Author: Assoc Prof Patrick Emanuel, Dermatopathologist, Auckland, New Zealand, 2014.

Inflammatory Linear Verrucous Epidermal Naevus (ILVEN) is a distinct form of inflammatory epidermal naevus with a characteristic histopathology. Rarely, there may be associated abnormalities involving other ectodermal structures.

Histology of Inflammatory Linear Verrucous Epidermal Naevus

In ILVEN, sections show skin with psoriasiform epidermal hyperplasia with alternating orthokeratosis and parakeratosis (figure 1). The orthokeratotic areas overlie depressed epidermis with marked hypergranulosis (figure 2). The zones of parakeratosis overlie hypogranulosis (figure 3). There are spongiotic epidermal changes and small microvesicles. There is a mixed dermal inflammatory response (figure 4).

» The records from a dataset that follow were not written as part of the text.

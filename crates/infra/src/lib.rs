//! # SiteDesk Infrastructure
//!
//! The impure side of the SiteDesk session client.
//!
//! This crate contains:
//! - The HTTP transport with timeouts and optional retries
//! - The session-aware API client (token refresh, forced logout)
//! - Configuration loading from the environment or JSON/TOML files
//! - Tracing subscriber setup
//!
//! ## Architecture
//! - Implements ports defined in `sitedesk-common` (`SessionStore`,
//!   `Navigator`)
//! - Depends on `sitedesk-domain` for configuration and error types

pub mod api;
pub mod config;
pub mod errors;
pub mod http;
pub mod observability;

// Re-export commonly used items
pub use api::{
    ApiError, ApiErrorCategory, ApiResponse, MultipartForm, RequestOptions, SessionClient,
    SessionClientBuilder,
};
pub use errors::InfraError;
pub use http::{HttpClient, HttpClientBuilder};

Special studies for Inflammatory Linear Verrucous Epidermal Naevus

None are generally needed.

Differential diagnosis of Inflammatory Linear Verrucous Epidermal Naevus

Epidermal naevus – This resembles seborrheic keratosis and generally lacks the inflammatory changes and characteristic changes in the stratum corneum seen in ILVEN.

Psoriasis – Distinction can be difficult without clinical correlation. Neutrophilic pustulation is generally not a feature of ILVEN.